Mon Apr 28 15:18:48 UTC 2014

commit 2b512898eb5f264f597c0f48f6de3e83db0ae6f1
Author: Mike Perry <mikeperry-git at fscked.org>
Date:   Fri Mar 8 16:25:04 2013 -0800

    Update with more review comments from GK.
---
 docs/design/design.xml |  124 ++++++++++++++++++++++++++----------------------
 1 file changed, 67 insertions(+), 57 deletions(-)

diff --git a/docs/design/design.xml b/docs/design/design.xml
index f24fb40..1bb33aa 100644
--- a/docs/design/design.xml
+++ b/docs/design/design.xml
@@ -39,8 +39,8 @@ This document describes the <link linkend="adversary">adversary model</link>,
 <link linkend="DesignRequirements">design requirements</link>, and <link
 linkend="Implementation">implementation</link> <!-- <link
 linkend="Packaging">packaging</link> and <link linkend="Testing">testing
-procedures</link> --> of the Tor Browser. It is current as of Tor Browser 2.3.25-4
-and Torbutton 1.5.0.
+procedures</link> --> of the Tor Browser. It is current as of Tor Browser
+2.3.25-5 and Torbutton 1.5.1.
 
   </para>
   <para>
@@ -486,16 +486,6 @@ query a user's history to see if they have issued certain censored search
 queries, or visited censored sites.
      </para>
      </listitem>
-     <listitem><command>Location information</command>
-     <para>
-
-Location information such as timezone and locality can be useful for the
-adversary to determine if a user is in fact originating from one of the
-regions they are attempting to control, or to zero-in on the geographical
-location of a particular dissident or whistleblower.
-
-     </para>
-     </listitem>
      <listitem><command>Correlate activity across multiple sites</command>
      <para>
 
@@ -510,11 +500,12 @@ attempt to perform this correlation without the user's explicit consent.
      <para>
 
 Fingerprinting (more generally: "anonymity set reduction") is used to attempt
-to zero in on a particular individual without the use of tracking identifiers.
-If the dissident or whistleblower is using a rare build of Firefox for an
-obscure operating system, this can be very useful information for tracking
-them down, or at least <link linkend="fingerprinting">tracking their
-activities</link>.
+to gather identifying information on a particular individual without the use
+of tracking identifiers.

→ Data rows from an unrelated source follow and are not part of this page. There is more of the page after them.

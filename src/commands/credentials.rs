//! Credential 명령어
//!
//! UI 레이어(설정 화면, 생성 화면)가 호출하는 API 키 관리 명령입니다.
//! - 저장/조회/삭제는 CredentialStore를 통해 암호화된 상태로 처리
//! - 오류는 `CommandError { code, message }`로만 노출 (원시 오류는 경계를 넘지 않음)

use serde::{Deserialize, Serialize};

use crate::error::{AppError, CommandError, CommandResult};
use crate::secrets::{CredentialStore, SecretCheck};

/// 시크릿 저장 요청
#[derive(Debug, Deserialize)]
#[serde(rename_all = "camelCase")]
pub struct SaveCredentialArgs {
    pub name: String,
    pub value: String,
}

/// 시크릿별 상태
#[derive(Debug, Serialize, PartialEq, Eq)]
#[serde(rename_all = "camelCase")]
pub struct CredentialStatusDto {
    pub name: String,
    pub stored: bool,
    pub validated: bool,
    pub validated_at: Option<i64>,
}

/// 필수 시크릿 전체 상태
#[derive(Debug, Serialize)]
#[serde(rename_all = "camelCase")]
pub struct CredentialsStatusDto {
    pub entries: Vec<CredentialStatusDto>,
    /// 모든 필수 시크릿이 저장되어 있고 검증을 통과했는지
    pub ready: bool,
}

fn validate_name(name: &str) -> Result<(), AppError> {
    let valid = !name.is_empty()
        && name
            .chars()
            .all(|c| c.is_ascii_lowercase() || c.is_ascii_digit() || c == '_' || c == '-');
    if !valid {
        return Err(AppError::InvalidArgument(format!(
            "secret name must match [a-z0-9_-]+, got '{}'",
            name
        )));
    }
    Ok(())
}

fn validate_value(value: &str) -> Result<(), AppError> {
    if value.trim().is_empty() {
        return Err(AppError::InvalidArgument(
            "secret value must not be empty".to_string(),
        ));
    }
    Ok(())
}

fn status_of(store: &CredentialStore, name: &str, check: SecretCheck) -> CredentialStatusDto {
    let validated = check.stored && check.valid;
    CredentialStatusDto {
        name: name.to_string(),
        stored: check.stored,
        validated,
        validated_at: store
            .validation_record(name)
            .filter(|r| validated && r.validated)
            .map(|r| r.timestamp),
    }
}

/// 시크릿 저장 (검증 없이)
pub async fn credentials_save(
    store: &CredentialStore,
    args: SaveCredentialArgs,
) -> CommandResult<()> {
    validate_name(&args.name)?;
    validate_value(&args.value)?;

    store
        .save(&args.name, args.value.trim())
        .await
        .map_err(|e| CommandError::from(AppError::from(e)))
}

/// 원격 검증 후 유효한 경우에만 저장
///
/// 설정 화면의 "Save & Validate" 동작입니다. 거부된 키는 저장하지 않습니다.
pub async fn credentials_save_and_validate(
    store: &CredentialStore,
    args: SaveCredentialArgs,
) -> CommandResult<CredentialStatusDto> {
    validate_name(&args.name)?;
    validate_value(&args.value)?;
    let value = args.value.trim();

    let validator = store.environment().validator_for(&args.name).ok_or_else(|| {
        AppError::InvalidArgument(format!("no validator for secret '{}'", args.name))
    })?;

    match validator.validate(value).await {
        Ok(true) => {}
        Ok(false) => return Err(AppError::InvalidApiKey(args.name).into()),
        Err(e) => return Err(AppError::Validation(e).into()),
    }

    store.save(&args.name, value).await.map_err(AppError::from)?;
    store.record_validation(&args.name, true);

    Ok(status_of(
        store,
        &args.name,
        SecretCheck {
            stored: true,
            valid: true,
        },
    ))
}

/// 단일 시크릿 조회
pub async fn credentials_get(store: &CredentialStore, name: String) -> CommandResult<Option<String>> {
    validate_name(&name)?;
    Ok(store.get(&name).await)
}

/// 시크릿 삭제 (검증 기록 포함)
pub async fn credentials_remove(store: &CredentialStore, name: String) -> CommandResult<()> {
    validate_name(&name)?;
    store.remove(&name).await;
    Ok(())
}

/// 필수 시크릿 상태 조회
///
/// 캐시된 검증 기록이 만료된 시크릿은 이 호출에서 다시 원격 검증됩니다.
pub async fn credentials_status(
    store: &CredentialStore,
    names: Vec<String>,
) -> CommandResult<CredentialsStatusDto> {
    for name in &names {
        validate_name(name)?;
    }

    let refs: Vec<&str> = names.iter().map(String::as_str).collect();
    let checks = store.check_all(&refs).await;
    let ready = checks.iter().all(|check| check.valid);

    let entries = names
        .iter()
        .zip(checks)
        .map(|(name, check)| status_of(store, name, check))
        .collect();

    Ok(CredentialsStatusDto { entries, ready })
}

/// 모든 로컬 시크릿과 마스터키 재료 삭제 (로그아웃/초기화)
pub async fn credentials_clear_all(store: &CredentialStore) -> CommandResult<()> {
    store.clear_all().await;
    Ok(())
}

If the dissident or whistleblower's timezone is
+available, and they are using a rare build of Firefox for an obscure operating
+system, and they have a specific display resolution only used on one type of
+laptop, this can be very useful information for tracking them down, or at
+least <link linkend="fingerprinting">tracking their activities</link>.
 
      </para>
      </listitem>
@@ -738,19 +729,23 @@ was formerly available only to Javascript.
      <para>
 
 Website traffic fingerprinting is an attempt by the adversary to recognize the
-encrypted traffic patterns of specific websites. The most comprehensive
-study of the statistical properties of this attack against Tor was done by
-<ulink
+encrypted traffic patterns of specific websites. In the case of Tor, this
+attack would take place between the user and the Guard node, or at the Guard
+node itself.
+     </para> 
+
+	 <para> The most comprehensive study of the statistical properties of this
+attack against Tor was done by <ulink
 url="http://lorre.uni.lu/~andriy/papers/acmccs-wpes11-fingerprinting.pdf">Panchenko
 et al</ulink>. Unfortunately, the publication bias in academia has encouraged
 the production of a number of follow-on attack papers claiming "improved"

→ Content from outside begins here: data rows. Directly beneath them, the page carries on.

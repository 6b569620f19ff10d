//! Encrypted Blob 포맷
//!
//! 바이트 레이아웃:
//! - salt: 16 bytes
//! - nonce: 12 bytes
//! - ciphertext: AEAD 결과 (= 암호문 + 16 bytes 태그)
//!
//! 저장 시에는 전체를 base64(STANDARD)로 인코딩한 문자열 하나로 다룹니다.

use base64::{engine::general_purpose::STANDARD as BASE64, Engine};

use super::cipher::{NONCE_LEN, TAG_LEN};
use super::error::CryptoError;
use super::kdf::SALT_LEN;

/// salt + nonce 헤더 길이
pub const HEADER_LEN: usize = SALT_LEN + NONCE_LEN;

/// 유효한 blob의 최소 길이 (빈 평문 + 태그)
pub const MIN_BLOB_LEN: usize = HEADER_LEN + TAG_LEN;

/// 분해된 blob
#[derive(Debug, Clone, PartialEq, Eq)]
pub struct EncryptedBlob {
    pub salt: [u8; SALT_LEN],
    pub nonce: [u8; NONCE_LEN],
    pub ciphertext: Vec<u8>,
}

/// salt || nonce || ciphertext → base64 문자열
pub fn pack(salt: &[u8; SALT_LEN], nonce: &[u8; NONCE_LEN], ciphertext: &[u8]) -> String {
    let mut combined = Vec::with_capacity(HEADER_LEN + ciphertext.len());
    combined.extend_from_slice(salt);
    combined.extend_from_slice(nonce);
    combined.extend_from_slice(ciphertext);
    BASE64.encode(combined)
}

/// base64 문자열 → (salt, nonce, ciphertext)
///
/// 최소 길이보다 짧거나 base64가 아니면 `MalformedBlob`
pub fn unpack(encoded: &str) -> Result<EncryptedBlob, CryptoError> {
    let combined = BASE64
        .decode(encoded.trim())
        .map_err(|e| CryptoError::MalformedBlob(format!("invalid base64: {}", e)))?;

    if combined.len() < MIN_BLOB_LEN {
        return Err(CryptoError::MalformedBlob(format!(
            "expected at least {} bytes, got {}",
            MIN_BLOB_LEN,
            combined.len()
        )));
    }

    let (salt_bytes, rest) = combined.split_at(SALT_LEN);
    let (nonce_bytes, ciphertext) = rest.split_at(NONCE_LEN);

    let mut salt = [0u8; SALT_LEN];
    salt.copy_from_slice(salt_bytes);
    let mut nonce = [0u8; NONCE_LEN];
    nonce.copy_from_slice(nonce_bytes);

    Ok(EncryptedBlob {
        salt,
        nonce,
        ciphertext: ciphertext.to_vec(),
    })
}
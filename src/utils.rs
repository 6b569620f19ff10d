use std::sync::atomic::{AtomicI64, Ordering};

use chrono::{Duration, Utc};

/// 현재 시각 (epoch millis) 공급자
pub trait Clock: Send + Sync {
    fn now_millis(&self) -> i64;
}

/// 시스템 시계
#[derive(Debug, Default, Clone, Copy)]
pub struct SystemClock;

impl Clock for SystemClock {
    fn now_millis(&self) -> i64 {
        Utc::now().timestamp_millis()
    }
}

/// 수동으로 시간을 움직이는 시계 (테스트/시뮬레이션용)
#[derive(Debug)]
pub struct ManualClock {
    now: AtomicI64,
}

impl ManualClock {
    pub fn new(start_millis: i64) -> Self {
        Self {
            now: AtomicI64::new(start_millis),
        }
    }

    pub fn advance(&self, by: Duration) {
        self.now.fetch_add(by.num_milliseconds(), Ordering::SeqCst);
    }
}

impl Clock for ManualClock {
    fn now_millis(&self) -> i64 {
        self.now.load(Ordering::SeqCst)
    }
}
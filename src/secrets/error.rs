//! Secret 모듈 오류 타입

use crate::storage::StorageError;

/// 암호화/복호화 오류
///
/// `MalformedBlob`과 `AuthenticationFailed`는 저장된 값이 손상/변조되었다는 뜻이며,
/// Credential Store는 이 경우 해당 blob을 삭제합니다.
#[derive(Debug, thiserror::Error, PartialEq, Eq)]
pub enum CryptoError {
    #[error("Malformed blob: {0}")]
    MalformedBlob(String),

    #[error("Authentication failed (tampered data or different master key)")]
    AuthenticationFailed,

    #[error("Encryption failed: {0}")]
    EncryptionFailed(String),

    #[error("Decrypted payload is not valid UTF-8")]
    InvalidPlaintext,
}

/// Credential Store 내부 오류
///
/// 공개 API 경계에서 `None` / `false` / [`SecureStorageFailure`]로 변환됩니다.
#[derive(Debug, thiserror::Error)]
pub enum CredentialError {
    #[error("Storage unavailable: {0}")]
    Storage(#[from] StorageError),

    #[error("Crypto failure: {0}")]
    Crypto(#[from] CryptoError),

    #[error("Serialization error: {0}")]
    Serialization(#[from] serde_json::Error),
}

impl CredentialError {
    /// 저장된 blob 자체가 신뢰할 수 없는 경우 (삭제 대상)
    pub fn is_corruption(&self) -> bool {
        matches!(self, CredentialError::Crypto(_))
    }
}

/// `save` 실패 시 호출자에게 노출되는 유일한 오류
#[derive(Debug, thiserror::Error)]
#[error("Secure storage failure: could not save '{name}'")]
pub struct SecureStorageFailure {
    name: String,
    #[source]
    cause: CredentialError,
}

impl SecureStorageFailure {
    pub(crate) fn new(name: &str, cause: CredentialError) -> Self {
        Self {
            name: name.to_string(),
            cause,
        }
    }

    pub fn name(&self) -> &str {
        &self.name
    }

    pub fn cause(&self) -> &CredentialError {
        &self.cause
    }
}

-success rates, which are enabled primarily by taking a number of shortcuts
-(such as classifying only very small numbers of websites, neglecting to
-publish ROC curves or at least false positive rates, and/or omitting the
-effects of dataset size on their results). Despite these subsequent
-"improvements" (which in some cases amusingly claim to completely invalidate
-any attempt at defense), we are skeptical of the efficacy of this attack in a
-real world scenario, <emphasis>especially</emphasis> in the face of any
+success rates, in some cases even claiming to completely invalidate any
+attempt at defense. These "improvements" are actually enabled primarily by
+taking a number of shortcuts (such as classifying only very small numbers of
+web pages, neglecting to publish ROC curves or at least false positive rates,
+and/or omitting the effects of dataset size on their results). Despite these
+subsequent "improvements", we are skeptical of the efficacy of this attack in
+a real world scenario, <emphasis>especially</emphasis> in the face of any
 defenses.
 
      </para>
@@ -767,7 +762,7 @@ in your hypothesis space</ulink>. In fact, even for unbiased hypothesis
 spaces, the number of training examples required to achieve a reasonable error
 bound is <ulink
 url="https://en.wikipedia.org/wiki/Probably_approximately_correct_learning#Equivalence">a
-function of the number of categories</ulink> you need to classify.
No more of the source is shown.